One of the biggest offenders are carbon black nanoparticles. Their carbon composition lets them affect the proper function of many different kinds of cells throughout the entire body.

CNBPs can create reactive oxygen species (ROS) and cytokines that trigger inflammation within cells and membranes. Experts believe these nanoparticles use certain pathways in the body to induce oxidative stress that damages the body’s organs. (Related: Resveratrol treatments can slow lung disease, study shows.)

Testing the pulmonary protective property of resveratrol

The inflammatory effect can be counteracted by substances with antioxidant activities that suppress inflammation and scavenge reactive oxygen species into harmless substances. One of the most promising anti-inflammatory candidates is resveratrol.

A polyphenol derived from fruits and other foods, resveratrol stops lipopolysaccharides from inducing inflammation. It is naturally found in the skin of grapes and berries. It is also available as a dietary supplement.

The Kaohsiung Medical University (KMU) researchers investigated the protective effects of resveratrol against the oxidative stress and inflammation caused by CBNPs. They sought to identify the molecular mechanism by which the polyphenol achieved its anti-inflammatory activity.

They obtained human lung epithelial cells and grew them into multiple cultures. They then added CBNPs to the cultures and measured the resulting inflammation to determine its cytotoxicity.

To determine the means by which CBNPs caused inflammation and oxidative stress, the cultures were pre-treated with N-acetyl cysteine (NAC), diphenylene iodonium (DPI), and other substances. These substances would impede the production of reactive oxygen species (ROS) and serve as a comparison.

Furthermore, different amounts of resveratrol were tested for ability to protect lung cells against the toxic nanoparticles. The results of the tests were analyzed and compared to those from a control group of normal lung cells.

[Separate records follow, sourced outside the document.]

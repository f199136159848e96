// SPDX-FileCopyrightText: 2025 RAprogramm
// SPDX-License-Identifier: MIT

use focus_conformance_engine::{
    catalog::{Catalog, InMemoryRuleSource},
    compiler::{CompiledCheck, compile_rule},
    plan::{ExecContext, PlanBuilder, compile_validation_plan}
};
use indexmap::IndexSet;

fn load(doc: serde_json::Value) -> Catalog {
    Catalog::load(&InMemoryRuleSource { document: doc }).unwrap()
}

#[test]
fn or_composite_allowed_values_compiles_to_conjunctive_violation_predicate() {
    let catalog = load(serde_json::json!({
        "ConformanceDatasets": { "BillingAccount": { "ConformanceRules": ["ChargeCategory-C-001-M"] } },
        "ConformanceRules": {
            "ChargeCategory-C-001-M": {
                "Function": "Validation",
                "Reference": "ChargeCategory",
                "EntityType": "Column",
                "ValidationCriteria": {
                    "MustSatisfy": "ChargeCategory must be one of the allowed values",
                    "Keyword": "MUST",
                    "Requirement": {
                        "CheckFunction": "OR",
                        "Items": [
                            { "CheckFunction": "CheckValue", "ColumnName": "ChargeCategory", "Value": "Usage" },
                            { "CheckFunction": "CheckValue", "ColumnName": "ChargeCategory", "Value": "Purchase" },
                            { "CheckFunction": "CheckValue", "ColumnName": "ChargeCategory", "Value": "Tax" },
                            { "CheckFunction": "CheckValue", "ColumnName": "ChargeCategory", "Value": "Credit" },
                            { "CheckFunction": "CheckValue", "ColumnName": "ChargeCategory", "Value": "Adjustment" }
                        ]
                    }
                }
            }
        }
    }));

    let resolved = focus_conformance_engine::resolver::resolve(&catalog, "BillingAccount", None).unwrap();
    let rule = &resolved.rules["ChargeCategory-C-001-M"];

    match compile_rule(rule, &IndexSet::new()) {
        CompiledCheck::RequirementSql { sql, .. } => {
            assert!(sql.contains("ChargeCategory != 'Usage'"));
            assert!(sql.contains("ChargeCategory != 'Adjustment'"));
            assert_eq!(sql.matches(" AND ").count(), 4);
        }
        _ => panic!("expected requirement sql")
    }
}

#[test]
fn conditional_rule_wraps_violation_predicate_with_condition() {
    let catalog = load(serde_json::json!({
        "ConformanceDatasets": { "BillingAccount": { "ConformanceRules": ["BilledCost-C-005-C"] } },
        "ConformanceRules": {
            "BilledCost-C-005-C": {
                "Function": "Validation",
                "Reference": "BilledCost",
                "EntityType": "Column",
                "ValidationCriteria": {
                    "MustSatisfy": "BilledCost must be zero for marketplace resale",
                    "Keyword": "MUST",
                    "Requirement": { "CheckFunction": "CheckValue", "ColumnName": "BilledCost", "Value": 0 },
                    "Condition": {
                        "CheckFunction": "CheckNotSameValue",
                        "ColumnAName": "ProviderName",
                        "ColumnBName": "InvoiceIssuerName"
                    }
                }
            }
        }
    }));

    let resolved = focus_conformance_engine::resolver::resolve(&catalog, "BillingAccount", None).unwrap();
    let rule = &resolved.rules["BilledCost-C-005-C"];

    match compile_rule(rule, &IndexSet::new()) {
        CompiledCheck::RequirementSql { sql, .. } => {
            assert!(sql.contains("ProviderName IS NOT NULL AND InvoiceIssuerName IS NOT NULL"));
            assert!(sql.contains("ProviderName <> InvoiceIssuerName"));
            assert!(sql.contains("BilledCost != 0"));
        }
        _ => panic!("expected requirement sql")
    }
}

#[test]
fn composite_rule_referencing_other_rules_defers_to_reduction() {
    let catalog = load(serde_json::json!({
        "ConformanceDatasets": { "BillingAccount": { "ConformanceRules": ["Composite-C-001-M"] } },
        "ConformanceRules": {
            "Composite-C-001-M": {
                "Function": "Composite",
                "Reference": "BillingAccount",
                "EntityType": "Dataset",
                "ValidationCriteria": {
                    "MustSatisfy": "either check must pass",
                    "Keyword": "MUST",
                    "Requirement": {
                        "CheckFunction": "OR",
                        "Items": [
                            { "CheckFunction": "CheckConformanceRule", "ConformanceRuleId": "A-001-M" },
                            { "CheckFunction": "CheckConformanceRule", "ConformanceRuleId": "B-002-M" }
                        ]
                    }
                }
            },
            "A-001-M": {
                "Function": "Presence",
                "Reference": "A",
                "EntityType": "Column",
                "ValidationCriteria": {
                    "MustSatisfy": "A must be present",
                    "Keyword": "MUST",
                    "Requirement": { "CheckFunction": "ColumnPresent", "ColumnName": "A" }
                }
            },
            "B-002-M": {
                "Function": "Presence",
                "Reference": "B",
                "EntityType": "Column",
                "ValidationCriteria": {
                    "MustSatisfy": "B must be present",
                    "Keyword": "MUST",
                    "Requirement": { "CheckFunction": "ColumnPresent", "ColumnName": "B" }
                }
            }
        }
    }));

    let resolved = focus_conformance_engine::resolver::resolve(&catalog, "BillingAccount", None).unwrap();
    assert_eq!(resolved.rules.len(), 3);

    let graph = PlanBuilder::new(&resolved.rules)
        .build(resolved.roots.iter().cloned())
        .unwrap();
    let plan = compile_validation_plan(graph, &resolved.rules, &ExecContext::default()).unwrap();

    let composite_idx = plan.id_to_idx["Composite-C-001-M"];
    let a_idx = plan.id_to_idx["A-001-M"];
    let b_idx = plan.id_to_idx["B-002-M"];
    assert!(a_idx < composite_idx);
    assert!(b_idx < composite_idx);

    let composite_rule = &resolved.rules["Composite-C-001-M"];
    match compile_rule(composite_rule, &IndexSet::new()) {
        CompiledCheck::Composite { child_rule_ids, .. } => {
            assert_eq!(child_rule_ids, vec!["A-001-M".to_string(), "B-002-M".to_string()]);
        }
        _ => panic!("expected composite reduction")
    }
}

Dietary supplement reduces inflammation in lung cells

The cytotoxicity test confirmed that CBNPs greatly reduced the viability of human lung cells, making them very toxic. The nanoparticles activated protein kinase alpha (PKC-alpha), increased the expression of NADPH oxidase (Nox), and caused p67phox membrane translocation.

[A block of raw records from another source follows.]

//! The per-rule outcome record produced by the executor and consumed by the
//! aggregator and reporters.

use serde::Serialize;

/// The final outcome for one rule. `violations` is populated whenever the
/// check actually executed against the engine; it is `None` only when the
/// rule was skipped before any SQL ran, or when compilation/execution
/// failed.
#[derive(Debug, Clone, Serialize)]
pub struct Verdict {
    pub rule_id:    String,
    pub ok:         bool,
    pub skipped:    bool,
    pub violations: Option<i64>,
    pub check_type: String,
    pub message:    String,
    pub reason:     Option<String>,
    pub error:      Option<String>
}

impl Verdict {
    pub fn skip(rule_id: impl Into<String>, check_type: impl Into<String>, reason: impl Into<String>) -> Self {
        let reason = reason.into();
        Self {
            rule_id: rule_id.into(),
            ok: true,
            skipped: true,
            violations: Some(0),
            check_type: check_type.into(),
            message: reason.clone(),
            reason: Some(reason),
            error: None
        }
    }

    pub fn passed(rule_id: impl Into<String>, check_type: impl Into<String>, violations: i64) -> Self {
        Self {
            rule_id: rule_id.into(),
            ok: violations == 0,
            skipped: false,
            violations: Some(violations),
            check_type: check_type.into(),
            message: if violations == 0 {
                "passed".to_string()
            } else {
                format!("{violations} violation(s)")
            },
            reason: None,
            error: None
        }
    }

    pub fn errored(rule_id: impl Into<String>, check_type: impl Into<String>, error: impl std::fmt::Display) -> Self {
        Self {
            rule_id: rule_id.into(),
            ok: false,
            skipped: false,
            violations: None,
            check_type: check_type.into(),
            message: error.to_string(),
            reason: None,
            error: Some(error.to_string())
        }
    }
}
//! Aggregates executor output into the view reporters consume.

use indexmap::IndexMap;

use crate::{
    catalog::{Keyword, Rule},
    verdict::Verdict
};

/// Verdicts plus the rule records they refer to, indexed two ways so
/// reporters can walk either by execution order or by rule id.
pub struct ValidationResults {
    pub by_idx:     Vec<Verdict>,
    pub by_rule_id: IndexMap<String, usize>,
    pub rules:      IndexMap<String, Rule>
}

impl ValidationResults {
    pub fn new(by_idx: Vec<Verdict>, rules: IndexMap<String, Rule>) -> Self {
        let by_rule_id = by_idx
            .iter()
            .enumerate()
            .map(|(i, v)| (v.rule_id.clone(), i))
            .collect();
        Self {
            by_idx,
            by_rule_id,
            rules
        }
    }

    pub fn verdict(&self, rule_id: &str) -> Option<&Verdict> {
        self.by_rule_id.get(rule_id).map(|&i| &self.by_idx[i])
    }

    pub fn passed_count(&self) -> usize {
        self.by_idx.iter().filter(|v| v.ok && !v.skipped).count()
    }

    pub fn failed_count(&self) -> usize {
        self.by_idx.iter().filter(|v| !v.ok).count()
    }

    pub fn skipped_count(&self) -> usize {
        self.by_idx.iter().filter(|v| v.skipped).count()
    }

    pub fn errored_count(&self) -> usize {
        self.by_idx.iter().filter(|v| v.error.is_some()).count()
    }

    /// `2` if any `MUST`/`MUST NOT` rule failed, `1` if any
    /// `SHOULD`/`SHOULD NOT`/`RECOMMENDED`/`NOT RECOMMENDED` rule failed,
    /// else `0`. Mirrors the severity-ranked exit-code logic the rule
    /// runner this engine is grounded on uses for its own Error/Warning
    /// split.
    pub fn exit_code(&self) -> i32 {
        let mut worst = 0;
        for verdict in &self.by_idx {
            if verdict.ok {
                continue;
            }
            let Some(rule) = self.rules.get(&verdict.rule_id) else {
                continue;
            };
            let severity = match rule.validation_criteria.keyword {
                Keyword::Must | Keyword::MustNot => 2,
                Keyword::Should | Keyword::ShouldNot | Keyword::Recommended | Keyword::NotRecommended => 1,
                Keyword::May | Keyword::Optional => 0
            };
            worst = worst.max(severity);
        }
        worst
    }
}

#[cfg(test)]
mod tests {
    use super::*;
    use crate::catalog::{EntityType, Requirement, ValidationCriteria};
    use indexmap::IndexSet;

    fn must_rule(rule_id: &str) -> Rule {
        Rule {
            rule_id: rule_id.to_string(),
            function: "Presence".to_string(),
            reference: "Col".to_string(),
            entity_type: EntityType::Column,
            status: "Active".to_string(),
            rule_type: "Static".to_string(),
            applicability_criteria: IndexSet::new(),
            validation_criteria: ValidationCriteria {
                must_satisfy: "must".to_string(),
                keyword: Keyword::Must,
                requirement: Requirement::ColumnPresent {
                    column_name: "Col".to_string()
                },
                condition: None,
                dependencies: IndexSet::new()
            },
            notes: None,
            inherited_precondition: None
        }
    }

    #[test]
    fn exit_code_reflects_worst_failure() {
        let mut rules = IndexMap::new();
        rules.insert("A".to_string(), must_rule("A"));

        let verdicts = vec![Verdict::passed("A", "ColumnPresent", 1)];
        let results = ValidationResults::new(verdicts, rules);
        assert_eq!(results.exit_code(), 2);
    }

    #[test]
    fn exit_code_zero_when_all_pass() {
        let mut rules = IndexMap::new();
        rules.insert("A".to_string(), must_rule("A"));

        let verdicts = vec![Verdict::passed("A", "ColumnPresent", 0)];
        let results = ValidationResults::new(verdicts, rules);
        assert_eq!(results.exit_code(), 0);
    }
}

Furthermore, CBNPs upregulated the expression of inflammatory proteins. This leads to larger amounts of reactive oxygen species like nitric oxide (NO), inducible nitric oxide synthase (iNOS), COX-2, and prostaglandin E2 (PG-E2). These ROS cause oxidative stress that damages cells.

Pre-treatment of cultures with resveratrol was able to reduce the negative effects of CBNPs dependent on the dose. It prevented the CBNPs-triggered expression of PKC-alpha.

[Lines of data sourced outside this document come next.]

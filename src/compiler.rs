//! Check compilation: turning a single rule into either a requirement-mode
//! SQL query, a condition-mode boolean predicate, a schema probe, or a
//! composite reduction over already-computed child verdicts.

use indexmap::IndexSet;
use serde_json::Value;

use crate::{
    catalog::{Requirement, Rule},
    error::CheckCompileError
};

/// AND/OR reduction operator for a composite rule whose items reference
/// other rules by id.
#[derive(Debug, Clone, Copy, PartialEq, Eq)]
pub enum CompositeOp {
    And,
    Or
}

/// The outcome of compiling one rule.
pub enum CompiledCheck {
    /// A full query; `{table_name}` is the only interpolation point. Binding
    /// it and executing it yields a single row with a `violations` column.
    RequirementSql {
        sql:        String,
        check_type: &'static str
    },
    /// Execute as a schema probe rather than a row query.
    SchemaProbe { column_name: String },
    /// Reduce over the verdicts of the referenced rules; no SQL involved.
    Composite {
        op:              CompositeOp,
        child_rule_ids:  Vec<String>
    },
    /// Gated out before compilation; `ok=true, skipped=true`.
    Skip { reason: String },
    /// Could not be compiled; localizes to this rule's verdict.
    Errored { error: CheckCompileError }
}

/// Compile `rule` against the currently active applicability tags.
pub fn compile_rule(rule: &Rule, active_tags: &IndexSet<String>) -> CompiledCheck {
    if !rule.applicability_criteria.is_empty()
        && !rule.applicability_criteria.iter().any(|tag| active_tags.contains(tag))
    {
        return CompiledCheck::Skip {
            reason: "Rule skipped - not applicable to current dataset or configuration"
                .to_string()
        };
    }

    if rule.validation_criteria.keyword.is_optional() {
        return CompiledCheck::Skip {
            reason: "Rule skipped - keyword is MAY/OPTIONAL".to_string()
        };
    }

    match &rule.validation_criteria.requirement {
        Requirement::And { items } | Requirement::Or { items } => {
            compile_composite(rule, items)
        }
        Requirement::ColumnPresent { column_name } => CompiledCheck::SchemaProbe {
            column_name: column_name.clone()
        },
        Requirement::CheckConformanceRule {
            conformance_rule_id
        } => CompiledCheck::Composite {
            op:             CompositeOp::And,
            child_rule_ids: vec![conformance_rule_id.clone()]
        },
        _ => match compile_requirement_sql(rule) {
            Ok(check) => check,
            Err(error) => CompiledCheck::Errored { error }
        }
    }
}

Other chemicals that worked on CBNP-induced inflammation are N-acetyl cysteine, an antioxidant which scavenged reactive oxygen species, and diphenylene iodonium. The latter is able to attenuate the production of iNOS and COX-2, as well as ROS, NO, and PGE2.

From these findings, the researchers believe that resveratrol-rich foods and dietary supplements could possibly serve as a way to protect the lungs from the ever-increasing levels of air pollution and consumer products that contain carbon black nanparticles.